Not a great time to be doing local food, you might say. On the other hand, in tough times like these, time and again the small-scale and diverse systems have been shown to have many advantages over operations that are machine-dependent and/or monocultures. The dull wet conditions have not benefitted our tomatoes, but they’ve kept the salad leaves unseasonably green and fresh; London gardeners can at least get onto their slug-ridden allotments, whilst commercial growers who use tractors for every cultivation can only fidget indoors until the soil dries.

Last weekend, 140 people came to Hawkwood to explore possibilities for building a food sovereignty movement in the UK. Food sovereignty as a concept developed from attempts in the global South to voice a positive alternative to food security, encapsulating “the right of peoples to healthy and culturally appropriate food produced through ecologically sound and sustainable methods, and their right to define their own food and agricultural systems” (Declaration of Nyeleni 2007)

In many ways this is the realisation of an elusive dream for OrganicLea – community gardeners, global justice campaigners, producers and food activists coming together to form a tangible alliance for “Transforming Our Food System”. A small step on a world-changing journey, but by Tuesday something had already changed. Picking through slug-damaged beans, on your knees, in the rain, is the kind of work that could make you question what on earth you’re doing with your life. In the wake of the gathering though, it felt like vital work: part of a movement, a wider struggle.
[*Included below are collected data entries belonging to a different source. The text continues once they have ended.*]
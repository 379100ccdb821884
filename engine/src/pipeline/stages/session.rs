use anyhow::Result;
use tracing::{debug, info};

use crate::chain_session::{SessionLookup, now_millis};
use crate::core::session::{ChainSession, GateScope, SessionBlueprint, SessionDecision, SessionStatus};
use crate::core::types::{
    DEFAULT_VERIFY_MAX_ITERATIONS, DEFAULT_VERIFY_TIMEOUT_MS, ParsedCommand, ShellVerifyConfig,
};
use crate::gate_review::GateReviewService;
use crate::pipeline::context::ExecutionContext;
use crate::pipeline::error::PlanningError;
use crate::pipeline::response::ToolResponse;
use crate::pipeline::services::EngineServices;
use crate::pipeline::Stage;

/// Creates or resumes the chain session and attaches pending work.
///
/// Whether a submission needs a gate review is delegated to the enforcement
/// authority; the resulting review is persisted on the session.
pub struct SessionManagement;

impl Stage for SessionManagement {
    fn name(&self) -> &'static str {
        "session-management"
    }

    fn run(&self, ctx: &mut ExecutionContext, services: &EngineServices) -> Result<()> {
        let requires_session = ctx
            .execution_plan
            .as_ref()
            .is_some_and(|plan| plan.requires_session);
        let lookup = ctx.state.session.lookup.take();
        if !requires_session && lookup.is_none() {
            return Ok(());
        }

        let session_hit = lookup.as_ref().is_some_and(SessionLookup::session_hit);
        let decision = SessionDecision::resolve(
            ctx.request.force_restart,
            session_hit,
            lookup.is_some() && !session_hit,
        );
        let mut session = match lookup {
            Some(found) if decision.is_resume() => found.session,
            _ => create_session(ctx, services, decision)?,
        };
        ctx.state.session.decision = Some(decision);
        info!(
            ?decision,
            session_id = %session.session_id,
            chain_id = %session.chain_id,
            step = session.current_step(),
            "session resolved"
        );

        if !session.is_active() {
            ctx.response = Some(ToolResponse::text(render_inactive(&session)));
            ctx.session = Some(session);
            return Ok(());
        }

        if decision.is_resume() {
            let submitted = ctx.request.user_response.is_some() || ctx.request.gate_verdict.is_some();
            if submitted && !session.has_pending_work() {
                let step = session.current_step();
                let lookup = services.gate_lookup(std::slice::from_ref(&ctx.state.lifecycle.scope_id));
                let gates = GateReviewService::resolve_gates(
                    &ctx.state.gates.accumulator,
                    &lookup,
                    ctx.step_gates(step),
                );
                if let Some(review) = services.reviews.open_review(&gates, step, now_millis()) {
                    session.pending_gate_review = Some(review);
                    ctx.state.session.review_opened = true;
                }
            }
        } else {
            ensure_verification(ctx, services, &mut session)?;
        }

        services.sessions.save(&session)?;
        ctx.session = Some(session);
        Ok(())
    }
}

fn create_session(
    ctx: &ExecutionContext,
    services: &EngineServices,
    decision: SessionDecision,
) -> Result<ChainSession> {
    let parsed = ctx.parsed_command.clone().ok_or(PlanningError::EmptyPlan)?;
    let scope = ctx.request.scope();
    let chain_scoped = scope == GateScope::Chain;
    let original_args = parsed.args.clone();
    let blueprint = SessionBlueprint {
        parsed_command: parsed,
        temporary_gates: if chain_scoped {
            ctx.request.requested_gates()
        } else {
            Vec::new()
        },
        client_gates: if chain_scoped {
            ctx.request.gates.clone()
        } else {
            Vec::new()
        },
        gate_scope: scope,
        api_validation: ctx.request.api_validation,
    };
    services.sessions.create(blueprint, original_args, decision)
}

fn render_inactive(session: &ChainSession) -> String {
    let progress = format!("{}/{}", session.completed_steps(), session.state.total_steps);
    let headline = match session.status {
        SessionStatus::Completed => format!("✓ Chain complete ({progress})"),
        SessionStatus::Aborted => format!("✗ Chain aborted ({progress})"),
        SessionStatus::Active => format!("Step {progress}"),
    };
    format!(
        "Chain {} has already finished.\n\n---\nSession ID: {}\nChain ID: {}\n{headline}\nNext: no `user_response` needed. Send `command` with `force_restart: true` to start a new run.",
        session.chain_id, session.session_id, session.chain_id
    )
}

/// Attach the shell verification for the session's current step, if its
/// command declares one and none is pending yet.
pub(super) fn ensure_verification(
    ctx: &mut ExecutionContext,
    services: &EngineServices,
    session: &mut ChainSession,
) -> Result<()> {
    if session.pending_shell_verification.is_some() || !session.is_active() {
        return Ok(());
    }
    let step = session.current_step();
    let Some(mut config) = verify_directive(&session.blueprint.parsed_command, step) else {
        return Ok(());
    };
    if config.preset.is_none() {
        let defaults = &services.config.verification;
        if config.max_iterations == DEFAULT_VERIFY_MAX_ITERATIONS {
            config.max_iterations = defaults.max_attempts;
        }
        if config.timeout == DEFAULT_VERIFY_TIMEOUT_MS {
            config.timeout = defaults.timeout_ms;
        }
    }
    if config.original_goal.is_none() {
        config.original_goal = Some(format!(
            "Step {step} of {}: {}",
            session.chain_id,
            session.blueprint.parsed_command.raw.trim()
        ));
    }
    let pending = services.verification.begin(session, config, step)?;
    debug!(step, "verification attached");
    session.pending_shell_verification = Some(pending);
    ctx.state.session.verification_started = true;
    Ok(())
}

/// The step's own `verify:` directive, else the command-level one on the
/// final step.
fn verify_directive(parsed: &ParsedCommand, step: u32) -> Option<ShellVerifyConfig> {
    parsed
        .steps
        .iter()
        .find(|s| s.step_number == step)
        .and_then(|s| s.inline_gates.shell_verify.clone())
        .or_else(|| {
            (step == parsed.total_steps())
                .then(|| parsed.command_gates.shell_verify.clone())
                .flatten()
        })
}

#[cfg(test)]
mod tests {
    use super::*;
    use crate::core::types::{ArgMap, CommandType, InlineGates, ParseFormat, ParsedStep};

    fn command(step_verify: Option<u32>, command_verify: bool) -> ParsedCommand {
        let steps = (1..=3)
            .map(|n| {
                let mut step = ParsedStep::new(n, format!("p{n}"), ArgMap::new());
                if step_verify == Some(n) {
                    step.inline_gates.shell_verify = Some(ShellVerifyConfig::new("make lint"));
                }
                step
            })
            .collect();
        ParsedCommand {
            command_type: CommandType::Chain,
            format: ParseFormat::Symbolic,
            raw: ">>p1 --> >>p2 --> >>p3".to_string(),
            prompt_id: None,
            args: ArgMap::new(),
            steps,
            command_gates: InlineGates {
                shell_verify: command_verify.then(|| ShellVerifyConfig::new("cargo test")),
                ..InlineGates::default()
            },
            framework_override: None,
            style: None,
            modifiers: Vec::new(),
            operators: Vec::new(),
            confidence: 1.0,
            warnings: Vec::new(),
            promoted_from_single: false,
            resolved_gate_ids: Vec::new(),
        }
    }

    #[test]
    fn command_level_verify_applies_to_final_step_only() {
        let parsed = command(None, true);
        assert!(verify_directive(&parsed, 1).is_none());
        assert_eq!(
            verify_directive(&parsed, 3).map(|c| c.command),
            Some("cargo test".to_string())
        );
    }

    #[test]
    fn step_verify_wins_on_its_step() {
        let parsed = command(Some(2), true);
        assert_eq!(
            verify_directive(&parsed, 2).map(|c| c.command),
            Some("make lint".to_string())
        );
        assert!(verify_directive(&parsed, 1).is_none());
    }
}
//! Symbolic command parser.
//!
//! Turns raw command text into a [`ParsedCommand`]. Supported forms, from
//! simplest to richest:
//!
//! - `>>prompt_id key="value"` (the `>>` is optional for a lone prompt)
//! - a JSON envelope `{"command": ">>prompt_id", "args": {...}}`
//! - symbolic operators: `-->` chains, `::` gate clauses, `@Framework`,
//!   `#style`, `%modifier`, `&` parallel groups, `|` pipes and `* N`
//!   repetition.
//!
//! The parser never drops an operator it recognised: combinations it cannot
//! honour are reported as warnings on the result.

pub mod args;
pub mod error;
pub mod gates;
pub mod scan;
pub mod suggest;

use std::sync::LazyLock;

use regex::Regex;
use serde::Deserialize;
use tracing::{debug, instrument};

pub use error::ParseError;

use crate::core::catalog::{MatchKind, PromptCatalog};
use crate::core::types::{
    ArgMap, CommandType, ExecutionModifier, InlineGates, Operator, OperatorKind, ParseFormat,
    ParsedCommand, ParsedStep, PromptDefinition, StepJoin,
};
use args::{json_object_to_args, missing_required, parse_arguments};
use gates::parse_gate_clause;
use scan::{Spacing, find_top_level, split_top_level};
use suggest::closest_match;

/// Upper bound for `* N` repetition.
pub const MAX_REPETITION: u32 = 20;

static REPETITION: LazyLock<Regex> = LazyLock::new(|| {
    Regex::new(r"(?s)^(.*?)\s+\*\s*(\d+)\s*$").expect("repetition regex should compile")
});

static IDENTIFIER: LazyLock<Regex> = LazyLock::new(|| {
    Regex::new(r"^[A-Za-z0-9_][A-Za-z0-9_.-]*$").expect("identifier regex should compile")
});

static TEMPLATE_VAR: LazyLock<Regex> = LazyLock::new(|| {
    Regex::new(r"\{\{\s*([A-Za-z_][A-Za-z0-9_]*)\s*\}\}").expect("template var regex should compile")
});

#[derive(Debug, Deserialize)]
struct Envelope {
    command: String,
    #[serde(default)]
    args: Option<serde_json::Map<String, serde_json::Value>>,
}
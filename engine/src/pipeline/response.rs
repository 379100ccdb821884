//! Tool call results.

use serde::{Deserialize, Serialize};
use serde_json::Value;

#[derive(Debug, Clone, PartialEq, Eq, Serialize, Deserialize)]
pub struct ContentBlock {
    #[serde(rename = "type")]
    pub kind: String,
    pub text: String,
}

#[derive(Debug, Clone, PartialEq, Serialize, Deserialize)]
#[serde(rename_all = "camelCase")]
pub struct ToolResponse {
    pub content: Vec<ContentBlock>,
    pub is_error: bool,
    #[serde(default, skip_serializing_if = "Option::is_none")]
    pub structured_content: Option<Value>,
}

impl ToolResponse {
    pub fn text(text: impl Into<String>) -> Self {
        Self {
            content: vec![ContentBlock {
                kind: "text".to_string(),
                text: text.into(),
            }],
            is_error: false,
            structured_content: None,
        }
    }

    pub fn error(text: impl Into<String>) -> Self {
        Self {
            is_error: true,
            ..Self::text(text)
        }
    }

    pub fn with_structured(mut self, value: Value) -> Self {
        self.structured_content = Some(value);
        self
    }

    /// Concatenated text of every block.
    pub fn text_content(&self) -> String {
        self.content
            .iter()
            .map(|b| b.text.as_str())
            .collect::<Vec<_>>()
            .join("\n")
    }
}
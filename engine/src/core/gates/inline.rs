//! Materialise `::` criteria and request-supplied checks as gate definitions.
//!
//! Ids are derived from position and name only, so re-materialising the same
//! command on a later invocation yields the same ids.

use crate::core::types::InlineGates;

use super::definition::{GateActivation, GateCategory, GateDefinition, GateKind, PassCriterion};

/// Lowercase id fragment: alphanumerics kept, everything else collapsed to `-`.
pub fn slugify(text: &str) -> String {
    let mut out = String::with_capacity(text.len());
    for c in text.trim().chars() {
        if c.is_ascii_alphanumeric() {
            out.push(c.to_ascii_lowercase());
        } else if !out.ends_with('-') {
            out.push('-');
        }
    }
    out.trim_matches('-').to_string()
}

/// Blocking self-review gate judged by the caller.
pub fn self_review_gate(id: String, name: String, criteria: Vec<String>, blocking: bool) -> GateDefinition {
    GateDefinition {
        id,
        name,
        kind: GateKind::Validation,
        category: GateCategory::Custom,
        guidance: String::new(),
        criteria: criteria
            .into_iter()
            .map(|criteria| PassCriterion::SelfReview { criteria })
            .collect(),
        blocking,
        activation: GateActivation::default(),
    }
}

/// Definitions for the free-text and named criteria of one `::` attachment.
///
/// `label` distinguishes attachments (`step2`, `cmd`). Shell verification and
/// bare references are not materialised here.
pub fn inline_gate_definitions(label: &str, gates: &InlineGates) -> Vec<GateDefinition> {
    let free = gates.criteria.iter().enumerate().map(|(i, text)| {
        self_review_gate(
            format!("inline-{label}-{}", i + 1),
            format!("Inline criterion {}", i + 1),
            vec![text.clone()],
            true,
        )
    });
    let named = gates.named.iter().map(|named| {
        let slug = slugify(&named.name);
        self_review_gate(
            format!("inline-{label}-{slug}"),
            named.name.clone(),
            vec![named.criteria.clone()],
            true,
        )
    });
    free.chain(named).collect()
}
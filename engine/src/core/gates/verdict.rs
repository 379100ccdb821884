//! Gate review verdict parsing.
//!
//! Patterns are tried in a fixed order; the first match wins. Each pattern
//! declares which input channel it accepts, anchors at the start of the text
//! and requires a non-empty rationale after the separator.

use std::sync::LazyLock;

use regex::Regex;
use serde::{Deserialize, Serialize};

/// Channel a candidate verdict arrived on.
#[derive(Debug, Clone, Copy, PartialEq, Eq, Serialize, Deserialize)]
#[serde(rename_all = "snake_case")]
pub enum VerdictSource {
    /// Dedicated `gate_verdict` parameter (trusted).
    GateVerdict,
    /// Free-text `user_response` (untrusted).
    UserResponse,
}

#[derive(Debug, Clone, Copy, PartialEq, Eq, Serialize, Deserialize)]
#[serde(rename_all = "UPPERCASE")]
pub enum Verdict {
    Pass,
    Fail,
}

impl Verdict {
    pub fn as_str(self) -> &'static str {
        match self {
            Self::Pass => "PASS",
            Self::Fail => "FAIL",
        }
    }
}

#[derive(Debug, Clone, PartialEq, Eq, Serialize)]
pub struct ParsedVerdict {
    pub verdict: Verdict,
    pub rationale: String,
    pub source: VerdictSource,
    pub pattern: &'static str,
}

/// One entry of the ordered pattern list.
pub struct VerdictPattern {
    pub label: &'static str,
    /// `None` accepts either channel.
    pub required_source: Option<VerdictSource>,
    regex: Regex,
}

impl VerdictPattern {
    fn new(label: &'static str, required_source: Option<VerdictSource>, pattern: &str) -> Self {
        Self {
            label,
            required_source,
            regex: Regex::new(pattern).expect("verdict regex should compile"),
        }
    }

    /// Match `text` against this pattern alone.
    pub fn parse(&self, text: &str, source: VerdictSource) -> Option<ParsedVerdict> {
        if self.required_source.is_some_and(|required| required != source) {
            return None;
        }
        let caps = self.regex.captures(text)?;
        let verdict = match caps.get(1)?.as_str().to_ascii_uppercase().as_str() {
            "PASS" => Verdict::Pass,
            "FAIL" => Verdict::Fail,
            _ => return None,
        };
        let rationale = caps.get(2)?.as_str().trim();
        if rationale.is_empty() {
            return None;
        }
        Some(ParsedVerdict {
            verdict,
            rationale: rationale.to_string(),
            source,
            pattern: self.label,
        })
    }
}

pub static VERDICT_PATTERNS: LazyLock<Vec<VerdictPattern>> = LazyLock::new(|| {
    vec![
        VerdictPattern::new(
            "gate-review-prefix",
            None,
            r"(?is)^GATE_REVIEW:\s*(PASS|FAIL)\s*[-:]\s*(.*)$",
        ),
        VerdictPattern::new("gate-prefix", None, r"(?is)^GATE\s+(PASS|FAIL)\s*[-:]\s*(.*)$"),
        VerdictPattern::new(
            "bare",
            Some(VerdictSource::GateVerdict),
            r"(?is)^(PASS|FAIL)\s*[-:]\s*(.*)$",
        ),
    ]
});

/// Parse a verdict from `text`, honouring per-pattern source restrictions.
pub fn parse_gate_verdict(text: &str, source: VerdictSource) -> Option<ParsedVerdict> {
    VERDICT_PATTERNS
        .iter()
        .find_map(|pattern| pattern.parse(text, source))
}

#[cfg(test)]
mod tests {
    use super::*;

    fn pattern(label: &str) -> &'static VerdictPattern {
        VERDICT_PATTERNS
            .iter()
            .find(|p| p.label == label)
            .expect("pattern exists")
    }

    #[test]
    fn bare_verdict_accepted_from_gate_verdict() {
        let parsed = parse_gate_verdict("PASS - ok", VerdictSource::GateVerdict).expect("verdict");
        assert_eq!(parsed.verdict, Verdict::Pass);
        assert_eq!(parsed.rationale, "ok");
        assert_eq!(parsed.pattern, "bare");
    }

    #[test]
    fn bare_verdict_rejected_from_user_response() {
        assert_eq!(parse_gate_verdict("PASS - ok", VerdictSource::UserResponse), None);
    }

    #[test]
    fn missing_rationale_is_rejected() {
        assert_eq!(parse_gate_verdict("GATE PASS", VerdictSource::GateVerdict), None);
        assert_eq!(parse_gate_verdict("GATE_REVIEW: FAIL -   ", VerdictSource::GateVerdict), None);
    }

    #[test]
    fn prefixed_forms_accepted_from_either_channel() {
        for source in [VerdictSource::GateVerdict, VerdictSource::UserResponse] {
            let parsed = parse_gate_verdict("GATE_REVIEW: FAIL: missing tests", source)
                .expect("gate review prefix");
            assert_eq!(parsed.verdict, Verdict::Fail);
            assert_eq!(parsed.rationale, "missing tests");
            assert_eq!(parsed.pattern, "gate-review-prefix");

            let parsed = parse_gate_verdict("gate pass - fine", source).expect("gate prefix");
            assert_eq!(parsed.verdict, Verdict::Pass);
            assert_eq!(parsed.pattern, "gate-prefix");
        }
    }

    #[test]
    fn leading_whitespace_invalidates_match() {
        assert_eq!(parse_gate_verdict("  GATE PASS - ok", VerdictSource::GateVerdict), None);
    }

    #[test]
    fn prose_starting_with_pass_is_not_a_verdict() {
        let prose = "Passing the borrow checker requires care: lifetimes matter.";
        assert_eq!(parse_gate_verdict(prose, VerdictSource::UserResponse), None);
    }

    #[test]
    fn each_pattern_checks_its_own_source() {
        let bare = pattern("bare");
        assert!(bare.parse("FAIL: nope", VerdictSource::UserResponse).is_none());
        assert!(bare.parse("FAIL: nope", VerdictSource::GateVerdict).is_some());
        assert!(pattern("gate-prefix").parse("GATE FAIL - x", VerdictSource::UserResponse).is_some());
    }
}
If, as appears to be the case, we can’t gain democratic control of the weather, democratic control of food production and distribution has to be the next best thing.

 

Good As It Gets

At the risk of tempting fate, or any other mysterious force that might catch wind, summer has largely settled here, and the garden grows: grows away from the sorry spring’s torrential woes. Almost six months to the day after telling Mary, “it doesn’t get much worse than this”, as we picked chilled salad with frozen hands, I lined up with apprentices Dean and Adam, peered through the riot of companion flowers and onto the verdant greens of youthful glasshouse and field crops,  and muttered, “this is as good as it gets.”

Both statements are a shadow of the truth. Winter has its share of comforts and joys, of course; all seasons, all days, have their moments of paradise, their hours of grind. Yet, all things being equal, the garden in early summer is at its most alive: lush spring leaf overlaps with fresh summer flowers and exuberant ripe fruits: no other time can hold these three crucial ingredients in such measure.

Our early fruits are strawberries and broad beans (the latter are, after all, fruiting vegetables). And this week’s harvest will be as bumper as any other this year: the autumn beans have been caught by the spring sown stock; the maincrop strawberries reached the red of the earlies: all round, a time of crescendo. We are very grateful to Inspiral and Growing Communities for giving us an outlet for the abundance, and saving us from the unthinkable: crops rotting “on the vine”.

Both are time-consuming to pick, something I perhaps should have considered when I plumped for filling the Old Kitchen Garden with broad beans whilst plotting the planting plan in the depths of December, but hey. To be up early doors, on a fine summers’ morn, or even a damp one, as the birds begin to find their voice: a flask of coffee, some friends, and more beans than I’ve ever eaten. Moments like this.